Saturday, October 4, 2014

How do you think your mental health will effect our family in the future?


  This is a series of post answering questions posed by Kevin's daughter.  I asked permission to answer each of these questions as if I was answering my adult children.  I will also include a link to Kevin's answer. (I don't read his blog until after I write mine.)


http://voicesofglass.wordpress.com/2014/09/25/how-do-you-think-your-mental-health-will-effect-our-family-in-the-future-qtapwmi-day-14/

14. How do you think your mental health will effect our family in the future?

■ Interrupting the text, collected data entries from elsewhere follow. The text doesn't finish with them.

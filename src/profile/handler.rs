//! Handler for `USER_PROFILE_REQUESTED` events.

use std::sync::Arc;

use async_trait::async_trait;
use serde_json::Value;

use crate::bus::Publisher;
use crate::service::{Envelope, ErrorCode, HandlerError, MessageHandler, ResolvedResponse};

use super::resolver::{ProfileResolver, ResolveError};

/// Event type of a profile request.
pub const USER_PROFILE_REQUESTED: &str = "USER_PROFILE_REQUESTED";

/// Resolves the full profile (user plus client or professional extension)
/// for the requested user and publishes a `USER_PROFILE_RESOLVED` reply on
/// the caller's reply queue.
///
/// Request payload: `{ "userId": <integer> }`.
///
/// A request without a correlation id, a reply queue or a `userId` is
/// dropped with a warning: without a reply channel there is nowhere to
/// report the problem. A `userId` that is present but not an integer is
/// answered with an `INTERNAL_ERROR` reply.
pub struct UserProfileRequestedHandler {
    resolver: Arc<dyn ProfileResolver>,
    publisher: Publisher,
}

impl UserProfileRequestedHandler {
    pub fn new(resolver: Arc<dyn ProfileResolver>, publisher: Publisher) -> Self {
        Self {
            resolver,
            publisher,
        }
    }

    async fn resolve(
        &self,
        event_type: &str,
        correlation_id: &str,
        user_id: i64,
    ) -> ResolvedResponse {
        match self.resolver.resolve_full_profile(user_id).await {
            Ok(profile) => match serde_json::to_value(&profile) {
                Ok(payload) => ResolvedResponse::success(event_type, correlation_id, payload),
                Err(e) => ResolvedResponse::failure(
                    event_type,
                    correlation_id,
                    ErrorCode::InternalError,
                    e.to_string(),
                ),
            },
            Err(e @ ResolveError::NotFound { .. }) => ResolvedResponse::failure(
                event_type,
                correlation_id,
                ErrorCode::UserNotFound,
                e.to_string(),
            ),
            Err(e) => {
                tracing::error!(
                    correlation_id = %correlation_id,
                    user_id,
                    error = %e,
                    "Profile resolution failed"
                );
                ResolvedResponse::failure(
                    event_type,
                    correlation_id,
                    ErrorCode::InternalError,
                    internal_message(&e),
                )
            }
        }
    }
}

/// The `userId` of a request payload.
#[derive(Debug, PartialEq)]
enum RequestedUserId<'a> {
    /// Absent, `null`, `false`, `0` or `""`.
    Missing,
    /// An integer, or a float with no fractional part.
    Id(i64),
    /// Present but not usable as an id.
    Invalid(&'a Value),
}

fn requested_user_id(envelope: &Envelope) -> RequestedUserId<'_> {
    let Some(value) = envelope.payload_field("userId") else {
        return RequestedUserId::Missing;
    };

    match value {
        Value::Null | Value::Bool(false) => RequestedUserId::Missing,
        Value::String(s) if s.is_empty() => RequestedUserId::Missing,
        Value::Number(n) => match n.as_i64().or_else(|| n.as_f64().and_then(integral)) {
            Some(0) => RequestedUserId::Missing,
            Some(id) => RequestedUserId::Id(id),
            None => RequestedUserId::Invalid(value),
        },
        _ => RequestedUserId::Invalid(value),
    }
}

/// `5.0` as `5`; `None` for fractions and values outside the `i64` range.
fn integral(f: f64) -> Option<i64> {
    let in_range = f >= i64::MIN as f64 && f < i64::MAX as f64;
    (f.fract() == 0.0 && in_range).then_some(f as i64)
}

fn internal_message(err: &ResolveError) -> String {
    let message = err.to_string();
    if message.is_empty() {
        "Unknown error".to_string()
    } else {
        message
    }
}

#[async_trait]
impl MessageHandler for UserProfileRequestedHandler {
    fn event_type(&self) -> &str {
        USER_PROFILE_REQUESTED
    }

    async fn handle(&self, envelope: &Envelope) -> Result<(), HandlerError> {
        let (channel, user_id) = match (envelope.reply_channel(), requested_user_id(envelope)) {
            (Some(channel), RequestedUserId::Id(id)) => (channel, Ok(id)),
            (Some(channel), RequestedUserId::Invalid(value)) => (channel, Err(value)),
            _ => {
                tracing::warn!(
                    correlation_id = ?envelope.correlation_id,
                    reply_address = ?envelope.reply_address,
                    payload = %envelope.payload,
                    "Malformed profile request, missing required fields"
                );
                return Ok(());
            }
        };

        let response = match user_id {
            Ok(id) => {
                self.resolve(&envelope.event_type, channel.correlation_id, id)
                    .await
            }
            Err(value) => {
                tracing::warn!(
                    correlation_id = %channel.correlation_id,
                    user_id = %value,
                    "Profile request with a non-integer userId"
                );
                ResolvedResponse::failure(
                    &envelope.event_type,
                    channel.correlation_id,
                    ErrorCode::InternalError,
                    format!("Invalid userId: {}", value),
                )
            }
        };

        self.publisher
            .publish(channel.reply_address, &response)
            .await?;

        tracing::debug!(
            correlation_id = %channel.correlation_id,
            reply_address = %channel.reply_address,
            success = response.is_success(),
            "Profile reply published"
        );

        Ok(())
    }
}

I could have easily answered this before last summer.  Last summer, my Dad had pace maker to prevent a heart attack.  My mother spiraled out of control wrecking havoc.  I realized how quickly a rhythm of living can be shook up and derailed.  I would love to say that my mental illness will not effect our family in the future but I would be creating an illusion that would eventually explode.  I don't know what the future will hold.  What I want to do is continue to better learn how to manage PTSD.  Teach all of you that it is ok to reach out to a counselor or others to learn better ways of living than you were taught.  I hope that as I heal each relationship may become healthier.  I know that some of this progress will mean apologizing for past mistakes and acknowledging old hurts.  Several of you kids have already addressed this with me.  I prefer to take responsibility for my actions rather allowing anything to fester and cause hard feelings in our future.  I am also aware that being human I will make mistakes in the future too.  I hope that our relationship is such that we can openly talk about how we feel and work to find ways to strengthen each other.  Ideally we get to live happily ever after.  This isn't a story book.  I remember quite clearly the devastation I felt when I found out I had cancer 13 years ago.  These abrupt changes happen.  However, I have goals to strengthen and develop our relationships.  This bonding is slow going for me.  Not your fault and I appreciate the patience you have with me.  I look to the future and feel hopeful.  That is a lovely feeling that I felt only in the last few years.  I feel like our future is bright.